Revista Rua


A televisão no espaço urbano brasileiro (ou dos processos de constituição de sentidos para a TV no Brasil)
Television in the brazilian urban space (or about the processes of meaning making for TV in Brazil)

Silmara Cristina Dela-Silva

Constitutiva dos discursos, a relação entre paráfrase e polissemia, tal como formulada em Orlandi (1998), é a que permite “a fluidez dos sentidos”, por meio do jogo entre o mesmo e o diferente; da repetição do mesmo, no caso dos processos parafrásticos, e de rupturas, deslocamentos nos processos de significação, no caso dos processos polissêmicos. Nos termos de Orlandi (2001, p. 36): “é nesse jogo entre paráfrase e polissemia, entre o mesmo e o diferente, entre o já-dito e o a se dizer que os sujeitos e os sentidos se movimentam, fazem seus percursos, se significam”.
Pelo movimento entre paráfrase e polissemia, alguns sentidos são privilegiados e outros, silenciados, o que coloca a relação do dizer com o não-dito, seja porque é dito de outra forma, seja porque é silenciado, interditado. As formas do silêncio e o seu funcionamento no discurso são abordados em Orlandi (2002), que faz a distinção entre o silêncio fundador e a política do silêncio. Enquanto o silêncio fundador consiste em uma injunção do dizer, um mecanismo de produção dos sentidos, a política do silêncio representa a interdição de dizeres e de sentidos, o silenciamento.
No caso do discurso jornalístico sobre a televisão, o jogo entre paráfrase e polissemia permite compreender a relação entre o verbal e o não-verbal, que se produz entre os textos e as fotografias que compõem as reportagens na imprensa brasileira. Os discursos produzidos por meio desta relação, em que ora predomina a paráfrase e ora, a polissemia, constituem-se de forma a silenciar outros sentidos que, ainda assim, deixam marcas no dizer.
A relação entre televisão e cidade na imprensa pode ser observada em duas reportagens publicadas pela revista O Cruzeiro, uma publicação do grupo “Diários e Emissoras Associados”, responsável pela instalação das primeiras emissoras de televisão nas capitais São Paulo e Rio de Janeiro. As reportagens em questão, com os títulos “A televisão na América do Sul” e “A televisão para milhões”, tratam, respectivamente, da instalação das primeiras emissoras de televisão no Rio de Janeiro e em São Paulo. A revista O Cruzeiro, importante publicação jornalística à época, privilegia o dizer sobre a TV em suas páginas desde o ano de 1948, em seus diferentes espaços editoriais. A partir de 1950, esse dizer sobre a televisão ganha ainda mais espaço por meio das chamadas grandes reportagens[8], produções jornalísticas que caracterizariam a publicação[9].

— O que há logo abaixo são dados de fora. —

impl MemoryBackend {
    /// Empty backend on the wall clock
    pub fn new() -> Self {
        Self::with_clock(Arc::new(SystemClock))
    }

    /// Empty backend stamping changes with `clock`
    pub fn with_clock(clock: Arc<dyn Clock>) -> Self {
        Self {
            committed: Mutex::new(Arc::new(GraphState::default())),
            clock,
            fail_next_commit: AtomicBool::new(false),
        }
    }

    /// Backend configured from its scoped property map
    ///
    /// `clock` selects the wall clock (`system`, the default) or a manual
    /// clock fixed at an RFC 3339 instant.
    pub fn from_configuration(config: &Configuration) -> InventoryResult<Self> {
        let clock: Arc<dyn Clock> = match config.get(&properties::MEMORY_CLOCK) {
            None => Arc::new(SystemClock),
            Some(raw) if raw.trim() == "system" => Arc::new(SystemClock),
            Some(raw) => {
                let start = DateTime::parse_from_rfc3339(raw.trim()).map_err(|e| {
                    InventoryError::Configuration(format!(
                        "{}={}: {}",
                        properties::MEMORY_CLOCK.name,
                        raw,
                        e
                    ))
                })?;
                Arc::new(ManualClock::new(start.with_timezone(&Utc)))
            }
        };
        debug!(clock = ?clock, "Memory backend configured");
        Ok(Self::with_clock(clock))
    }

    /// Make the next commit fail with `CommitFailure`
    pub fn fail_next_commit(&self) {
        self.fail_next_commit.store(true, Ordering::SeqCst);
    }

    /// Number of commits that changed the graph
    pub async fn version(&self) -> u64 {
        self.committed.lock().await.version
    }

    fn snapshot(tx: &Transaction) -> BackendResult<Arc<GraphState>> {
        tx.ensure_open()?;
        tx.attachments()
            .get::<Pending>(PENDING)
            .map(|pending| pending.working.clone())
            .ok_or_else(foreign_transaction)
    }

    fn write(&self, tx: &mut Transaction, op: Op) -> BackendResult<()> {
        tx.ensure_open()?;
        tx.ensure_mutating()?;
        let at = self.clock.now();
        let pending = tx
            .attachments_mut()
            .get_mut::<Pending>(PENDING)
            .ok_or_else(foreign_transaction)?;
        Arc::make_mut(&mut pending.working).apply(&op, at)?;
        pending.ops.push(op);
        Ok(())
    }

    fn handle(
        state: &GraphState,
        path: &CanonicalPath,
        as_of: Option<Discriminator>,
    ) -> MemoryElement {
        let identity_hash = state.record(path).and_then(|r| r.identity_hash.clone());
        MemoryElement::at_path(path.clone(), as_of, identity_hash)
    }

    fn page(
        state: &GraphState,
        discriminator: &Discriminator,
        paths: Vec<CanonicalPath>,
        pager: &Pager,
    ) -> Page<MemoryElement> {
        let evaluator = Evaluator::new(state, *discriminator);
        let order = if pager.order.is_empty() {
            vec![Order::unspecified()]
        } else {
            pager.order.clone()
        };
        let sorted = evaluator.sort(paths, &order);
        let total = sorted.len();
        let items = pager
            .apply(sorted)
            .iter()
            .map(|path| Self::handle(state, path, Some(*discriminator)))
            .collect();
        Page::new(items, pager.clone(), total)
    }

    fn relationship_handles(
        state: &GraphState,
        discriminator: &Discriminator,
        entity: &CanonicalPath,
        direction: Direction,
        names: &[&str],
    ) -> Vec<MemoryElement> {
        state
            .relationships(entity, direction, discriminator)
            .into_iter()
            .filter(|(_, rel)| names.is_empty() || names.contains(&rel.name.as_str()))
            .map(|(rel_path, _)| Self::handle(state, rel_path, Some(*discriminator)))
            .collect()
    }
}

[8] O conceito de grande reportagem em jornalismo é trabalho, dentre outros, de Kotscho (1986).
[9] A revista O Cruzeiro é considerada uma precursora dentre as publicações jornalísticas brasileiras por privilegiar o uso de imagens em suas páginas desde o seu lançamento, em 1928, em uma tendência que o jornalismo impresso de forma geral somente adotaria na década de 1960, devido à concorrência com os meios eletrônicos, em especial com a própria televisão. Sobre o fotojornalismo e a sua história, ver: ZANCHETTA JR. (2004) e BAHIA (1990).